**WHAT NEEDS TO BE DONE**
Reproduce all lines of the listing below in which the word "MapView" occurs.

**DATA TO EXAMINE**

# # #

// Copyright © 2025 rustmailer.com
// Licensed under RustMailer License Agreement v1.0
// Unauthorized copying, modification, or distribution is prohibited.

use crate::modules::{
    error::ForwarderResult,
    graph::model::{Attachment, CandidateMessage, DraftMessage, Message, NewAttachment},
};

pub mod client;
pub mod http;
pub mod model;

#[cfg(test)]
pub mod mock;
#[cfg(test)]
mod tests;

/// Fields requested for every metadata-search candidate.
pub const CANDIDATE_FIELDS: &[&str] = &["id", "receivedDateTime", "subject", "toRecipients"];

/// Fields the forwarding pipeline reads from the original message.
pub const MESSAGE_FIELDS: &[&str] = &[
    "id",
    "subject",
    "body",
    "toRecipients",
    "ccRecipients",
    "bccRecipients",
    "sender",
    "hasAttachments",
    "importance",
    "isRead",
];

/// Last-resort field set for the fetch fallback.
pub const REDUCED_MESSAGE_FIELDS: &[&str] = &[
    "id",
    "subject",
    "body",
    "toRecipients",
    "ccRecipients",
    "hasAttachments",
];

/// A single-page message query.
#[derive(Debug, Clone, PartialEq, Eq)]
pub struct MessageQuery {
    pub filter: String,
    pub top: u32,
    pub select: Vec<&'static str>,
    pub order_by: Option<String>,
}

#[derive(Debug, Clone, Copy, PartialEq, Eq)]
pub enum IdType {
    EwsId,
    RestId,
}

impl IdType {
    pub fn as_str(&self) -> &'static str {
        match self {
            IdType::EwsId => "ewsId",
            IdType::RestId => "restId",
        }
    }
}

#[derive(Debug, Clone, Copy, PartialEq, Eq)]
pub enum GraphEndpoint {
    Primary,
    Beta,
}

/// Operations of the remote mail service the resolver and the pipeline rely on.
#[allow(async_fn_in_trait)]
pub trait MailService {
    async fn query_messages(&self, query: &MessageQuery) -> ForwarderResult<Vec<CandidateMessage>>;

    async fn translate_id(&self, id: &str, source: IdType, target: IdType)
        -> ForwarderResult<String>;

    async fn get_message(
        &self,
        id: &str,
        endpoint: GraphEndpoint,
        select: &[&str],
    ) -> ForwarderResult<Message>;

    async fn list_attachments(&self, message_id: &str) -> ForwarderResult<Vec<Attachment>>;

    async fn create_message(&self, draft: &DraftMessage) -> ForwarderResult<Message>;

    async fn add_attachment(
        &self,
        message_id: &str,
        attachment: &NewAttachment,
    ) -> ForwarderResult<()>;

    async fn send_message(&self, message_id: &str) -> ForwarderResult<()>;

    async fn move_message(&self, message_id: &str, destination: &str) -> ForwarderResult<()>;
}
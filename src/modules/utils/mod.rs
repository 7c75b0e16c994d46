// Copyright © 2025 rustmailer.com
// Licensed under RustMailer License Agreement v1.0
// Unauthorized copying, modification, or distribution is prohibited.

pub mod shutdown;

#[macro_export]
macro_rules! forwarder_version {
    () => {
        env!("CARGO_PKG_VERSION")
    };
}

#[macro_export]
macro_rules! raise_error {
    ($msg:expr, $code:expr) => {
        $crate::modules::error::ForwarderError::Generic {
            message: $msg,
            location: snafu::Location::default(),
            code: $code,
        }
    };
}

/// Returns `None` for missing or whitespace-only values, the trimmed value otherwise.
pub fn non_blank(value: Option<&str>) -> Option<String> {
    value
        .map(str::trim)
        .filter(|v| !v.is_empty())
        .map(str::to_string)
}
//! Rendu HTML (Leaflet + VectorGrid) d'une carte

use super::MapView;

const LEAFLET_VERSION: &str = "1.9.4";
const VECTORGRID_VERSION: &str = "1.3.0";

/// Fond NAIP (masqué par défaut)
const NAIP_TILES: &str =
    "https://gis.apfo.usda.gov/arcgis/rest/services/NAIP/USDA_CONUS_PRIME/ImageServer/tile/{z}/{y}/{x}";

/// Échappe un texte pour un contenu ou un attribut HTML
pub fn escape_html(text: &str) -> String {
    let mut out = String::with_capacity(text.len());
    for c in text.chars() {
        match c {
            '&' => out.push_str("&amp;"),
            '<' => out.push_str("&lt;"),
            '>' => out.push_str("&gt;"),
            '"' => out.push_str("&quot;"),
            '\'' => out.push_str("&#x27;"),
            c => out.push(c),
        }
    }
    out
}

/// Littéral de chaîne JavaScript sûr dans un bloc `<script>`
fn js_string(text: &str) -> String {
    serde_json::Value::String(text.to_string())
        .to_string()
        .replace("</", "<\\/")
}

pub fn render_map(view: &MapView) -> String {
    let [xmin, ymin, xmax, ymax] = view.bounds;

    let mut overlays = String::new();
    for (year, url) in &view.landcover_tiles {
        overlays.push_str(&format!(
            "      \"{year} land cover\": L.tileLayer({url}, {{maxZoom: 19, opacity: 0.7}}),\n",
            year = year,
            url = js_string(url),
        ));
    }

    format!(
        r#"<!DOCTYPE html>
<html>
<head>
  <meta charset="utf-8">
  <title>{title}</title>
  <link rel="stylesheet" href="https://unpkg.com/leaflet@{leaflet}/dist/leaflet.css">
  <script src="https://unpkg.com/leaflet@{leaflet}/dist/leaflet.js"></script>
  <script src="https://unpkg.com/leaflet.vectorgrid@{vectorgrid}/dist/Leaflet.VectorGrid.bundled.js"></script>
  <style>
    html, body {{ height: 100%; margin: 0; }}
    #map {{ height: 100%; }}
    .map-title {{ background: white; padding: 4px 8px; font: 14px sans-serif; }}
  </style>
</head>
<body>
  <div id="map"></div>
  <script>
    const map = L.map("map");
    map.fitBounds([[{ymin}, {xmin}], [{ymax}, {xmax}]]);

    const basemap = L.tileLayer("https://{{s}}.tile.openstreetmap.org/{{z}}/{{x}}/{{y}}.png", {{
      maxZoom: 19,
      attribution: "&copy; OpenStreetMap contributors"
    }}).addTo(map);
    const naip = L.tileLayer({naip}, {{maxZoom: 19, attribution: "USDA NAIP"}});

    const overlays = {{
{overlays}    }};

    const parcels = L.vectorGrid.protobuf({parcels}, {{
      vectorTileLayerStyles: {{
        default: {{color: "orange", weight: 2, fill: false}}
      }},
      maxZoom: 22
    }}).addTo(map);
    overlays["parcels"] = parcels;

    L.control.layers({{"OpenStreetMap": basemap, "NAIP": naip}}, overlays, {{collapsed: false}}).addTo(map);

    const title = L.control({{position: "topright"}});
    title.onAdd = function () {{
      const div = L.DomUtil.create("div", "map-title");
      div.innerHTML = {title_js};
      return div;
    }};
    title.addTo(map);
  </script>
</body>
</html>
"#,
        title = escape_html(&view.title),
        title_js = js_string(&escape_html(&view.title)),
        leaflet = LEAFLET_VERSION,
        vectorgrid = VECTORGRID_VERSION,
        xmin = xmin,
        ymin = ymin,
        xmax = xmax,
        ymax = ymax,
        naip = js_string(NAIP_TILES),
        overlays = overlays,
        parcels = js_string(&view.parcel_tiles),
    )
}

# # #

**RESULT**
use super::MapView;
pub fn render_map(view: &MapView) -> String {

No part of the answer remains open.